500TB in silica glass about the size of CD.

Retrieved sure but not necessary directly read. Glass is brttle, it has its purposes but as a handled storage medium I’m not sure of…
depends on how the glass is made, it can be quite durable, theoretically reaching 17 gigapascals.
 
We're talking about billions of years, who cares? We'll all be dead and gone (not just us, human civilization), the sun would have supernova'd, everything will be dust (including this glass CD).
 
depends on how the glass is made, it can be quite durable, theoretically reaching 17 gigapascals.
People are misunderstanding what glass is. Glass is a type of ceramic. There are plenty of clear ceramics that function like glass and are optically superior or indistinguishable from window glass.
Spinel or YAG come to mind. More expensive of course but if you need clarity and strength... Hell, there is a metallic glass floating around that gives steel a run for its money.

If you don't care about absolute optical clarity glass is stunningly strong to anything a human hand could do to it. The glass used in this case is actually a glass fiber rather than the strange solid/liquid of your window glass.

@Cyberreality
Your timescale is a bit off... we have quite some time before this planet is rendered uninhabitable by our sun(probably closer to 2 billion years). Will life change every 100k years or so? Of course... but basic mathematics won't.
This type of thing is more to ensure that wherever humans go we can at least remember where we came from. If our fate is to die in this star system... well that's just how the cookie crumbles. It doesn't mean we shouldn't try to strive for more.
 
We're talking about billions of years, who cares? We'll all be dead and gone (not just us, human civilization), the sun would have supernova'd, everything will be dust (including this glass CD).
Sorry, just that I have my nerderecton raging. But our sun doesn't have enough mass to go supernova. At least at this point. But, in 2 billion years, when we enter Andromeda's sweet dusty regions, there's no telling what will happen. We could end up as a throbbing pulsar or even a gigantic black hole. Or blasted all over by high energy particles. I can see why Elon musk wants to get there.
 
People are misunderstanding what glass is. Glass is a type of ceramic. There are plenty of clear ceramics that function like glass and are optically superior or indistinguishable from window glass.
Spinel or YAG come to mind. More expensive of course but if you need clarity and strength... Hell, there is a metallic glass floating around that gives steel a run for its money.

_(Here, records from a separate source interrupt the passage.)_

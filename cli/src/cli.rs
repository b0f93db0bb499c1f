use std::path::PathBuf;

use clap::{Parser, ValueEnum};

#[derive(Debug, Clone, Copy, PartialEq, Eq, ValueEnum)]
pub enum Mode {
    /// Human-in-the-loop: confirm between iterations, keep permission prompts.
    Hitl,
    /// Autonomous: bypass permissions, never pause.
    Afk,
}

impl std::fmt::Display for Mode {
    fn fmt(&self, f: &mut std::fmt::Formatter<'_>) -> std::fmt::Result {
        match self {
            Mode::Hitl => write!(f, "hitl"),
            Mode::Afk => write!(f, "afk"),
        }
    }
}

/// Outer-loop orchestrator that spawns iterative Claude Code sessions.
#[derive(Parser, Debug)]
#[command(name = "ralph-runner", version)]
pub struct Args {
    /// The task prompt
    #[arg(long)]
    pub prompt: String,

    /// Min iterations before completion accepted
    #[arg(long, default_value_t = 10)]
    pub iterations: u32,

    /// Hard stop after this many iterations
    #[arg(long, default_value_t = 50)]
    pub max_iterations: u32,

    /// Maintain a plan.md scratchpad across iterations (default)
    #[arg(long, overrides_with = "no_plan")]
    pub plan: bool,

    /// Disable the plan.md scratchpad
    #[arg(long, overrides_with = "plan")]
    pub no_plan: bool,

    /// Verification command to run after each iteration
    #[arg(long)]
    pub verify: Option<String>,

    /// hitl (human-in-the-loop) or afk (autonomous)
    #[arg(long, value_enum, default_value_t = Mode::Afk)]
    pub mode: Mode,

    /// Hard timeout per iteration in seconds
    #[arg(long, default_value_t = 900)]
    pub timeout: u64,

    /// Idle timeout per iteration in seconds
    #[arg(long, default_value_t = 120)]
    pub idle_timeout: u64,

    /// Claude model to use
    #[arg(long, default_value = "sonnet")]
    pub model: String,

    /// Enable internet access for Claude sessions
    #[arg(long)]
    pub internet: bool,

    /// Enable debug output
    #[arg(long)]
    pub debug: bool,

    /// Resume a previous run from its output directory
    #[arg(long, value_name = "DIR")]
    pub resume: Option<PathBuf>,

    /// Claude binary to invoke
    #[arg(long, default_value = "claude")]
    pub claude_bin: String,
}

impl Args {
    /// Plan scratchpad is on unless `--no-plan` was the last word.
    pub fn plan_enabled(&self) -> bool {
        self.plan || !self.no_plan
    }
}

#[cfg(test)]
mod tests {
    use super::*;

    fn parse(extra: &[&str]) -> Args {
        let mut argv = vec!["ralph-runner", "--prompt", "task"];
        argv.extend(extra);
        Args::parse_from(argv)
    }

    #[test]
    fn defaults() {
        let args = parse(&[]);
        assert_eq!(args.iterations, 10);
        assert_eq!(args.max_iterations, 50);
        assert_eq!(args.mode, Mode::Afk);
        assert_eq!(args.timeout, 900);
        assert_eq!(args.idle_timeout, 120);
        assert_eq!(args.model, "sonnet");
        assert_eq!(args.claude_bin, "claude");
        assert!(args.plan_enabled());
        assert!(args.verify.is_none());
        assert!(!args.internet);
    }

    #[test]
    fn no_plan_wins() {
        assert!(!parse(&["--no-plan"]).plan_enabled());
        assert!(parse(&["--plan"]).plan_enabled());
    }

    #[test]
    fn mode_values() {
        assert_eq!(parse(&["--mode", "hitl"]).mode, Mode::Hitl);
    }
}
use std::collections::BTreeMap;
use std::time::Duration;

use serde::Serialize;
use serde_json::Value;

/// Token and cost sub-totals for a single model, as reported in the child's
/// `modelUsage` breakdown. Field names mirror the wire format.
#[derive(Debug, Clone, Copy, Default, PartialEq, Serialize)]
pub struct ModelUsage {
    #[serde(rename = "inputTokens")]
    pub input_tokens: u64,
    #[serde(rename = "outputTokens")]
    pub output_tokens: u64,
    #[serde(rename = "cacheReadInputTokens")]
    pub cache_read_input_tokens: u64,
    #[serde(rename = "cacheCreationInputTokens")]
    pub cache_creation_input_tokens: u64,
    #[serde(rename = "costUSD")]
    pub cost_usd: f64,
}

impl ModelUsage {
    pub fn from_json(data: &Value) -> Self {
        let get_u64 = |key: &str| data.get(key).and_then(|x| x.as_u64()).unwrap_or(0);
        Self {
            input_tokens: get_u64("inputTokens"),
            output_tokens: get_u64("outputTokens"),
            cache_read_input_tokens: get_u64("cacheReadInputTokens"),
            cache_creation_input_tokens: get_u64("cacheCreationInputTokens"),
            cost_usd: data.get("costUSD").and_then(|x| x.as_f64()).unwrap_or(0.0),
        }
    }

    pub fn add(&mut self, other: &ModelUsage) {
        self.input_tokens += other.input_tokens;
        self.output_tokens += other.output_tokens;
        self.cache_read_input_tokens += other.cache_read_input_tokens;
        self.cache_creation_input_tokens += other.cache_creation_input_tokens;
        self.cost_usd += other.cost_usd;
    }
}

/// Merge one iteration's per-model usage into running totals.
pub fn accumulate_model_usage(
    totals: &mut BTreeMap<String, ModelUsage>,
    iteration_usage: &BTreeMap<String, ModelUsage>,
) {
    for (model, usage) in iteration_usage {
        totals.entry(model.clone()).or_default().add(usage);
    }
}

/// Result of a single Claude Code iteration. Immutable once the supervisor
/// returns it.
///
/// Invariant: at most one of `hard_timed_out` / `idle_timed_out` is true,
/// and if either is, `exit_code` reflects a killed process (never a success
/// code).
#[derive(Debug, Clone, Default)]
pub struct IterationResult {
    /// Concatenated streamed text segments, or the `result` record's final
    /// text when nothing was streamed.
    pub text: String,
    pub duration: Duration,
    pub hard_timed_out: bool,
    pub idle_timed_out: bool,
    /// `None` when the process was killed before producing a status.
    pub exit_code: Option<i32>,
    pub cost_usd: f64,
    pub input_tokens: u64,
    pub output_tokens: u64,
    pub cache_read_tokens: u64,
    pub cache_write_tokens: u64,
    pub num_turns: u64,
    pub model_usage: BTreeMap<String, ModelUsage>,
}

impl IterationResult {
    /// Whether this iteration ended in any failure mode the controller
    /// should carry context forward for. An unknown exit status counts as a
    /// failure: it means the process was killed before reporting one.
    pub fn failed(&self) -> bool {
        self.hard_timed_out || self.idle_timed_out || self.exit_code != Some(0)
    }

    /// Fold a `result` record's aggregates into this result.
    pub fn absorb_result_record(&mut self, rec: &crate::protocol::ResultRecord) {
        self.cost_usd = rec.total_cost_usd;
        self.num_turns = rec.num_turns;
        self.model_usage = rec.model_usage.clone();
        for usage in rec.model_usage.values() {
            self.input_tokens += usage.input_tokens;
            self.output_tokens += usage.output_tokens;
            self.cache_read_tokens += usage.cache_read_input_tokens;
            self.cache_write_tokens += usage.cache_creation_input_tokens;
        }
    }
}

If you don't care about absolute optical clarity glass is stunningly strong to anything a human hand could do to it. The glass used in this case is actually a glass fiber rather than the strange solid/liquid of your window glass.
Un-doped YAG yes but the rest usually isn't as the doped stuff can have some pretty colours in large boules. Rarest one I've held was cerium doped, just the end bit was ~20k usd haha, fluro yellowy colour with the slightest light on it, thanks to one of the FLIR lads ;)
Have also spent a lot of time with extremely rare and pure variants of optical synthetic diamond (can't say which for reasons), the refraction and clarity with straight cut shapes in either direction is uncanny. You never see diamond that way typically.

As you said, there is a hell of a lot of stuff that is transparent like glass that isn't even remotely related to it. These discs look like the highest density diffraction grating I've ever seen. Must be spectacular to see in person!
 
Still waiting for this:

xb8ES.png
 
From the page I linked to:

I don't know how they define "melted", but it's plausible that data stored on glass could be retrieved after billions of years.
Well thats possible then. But remember this same system of science and its models said only 2 weeks to end covid 2 years ago and yet.... science.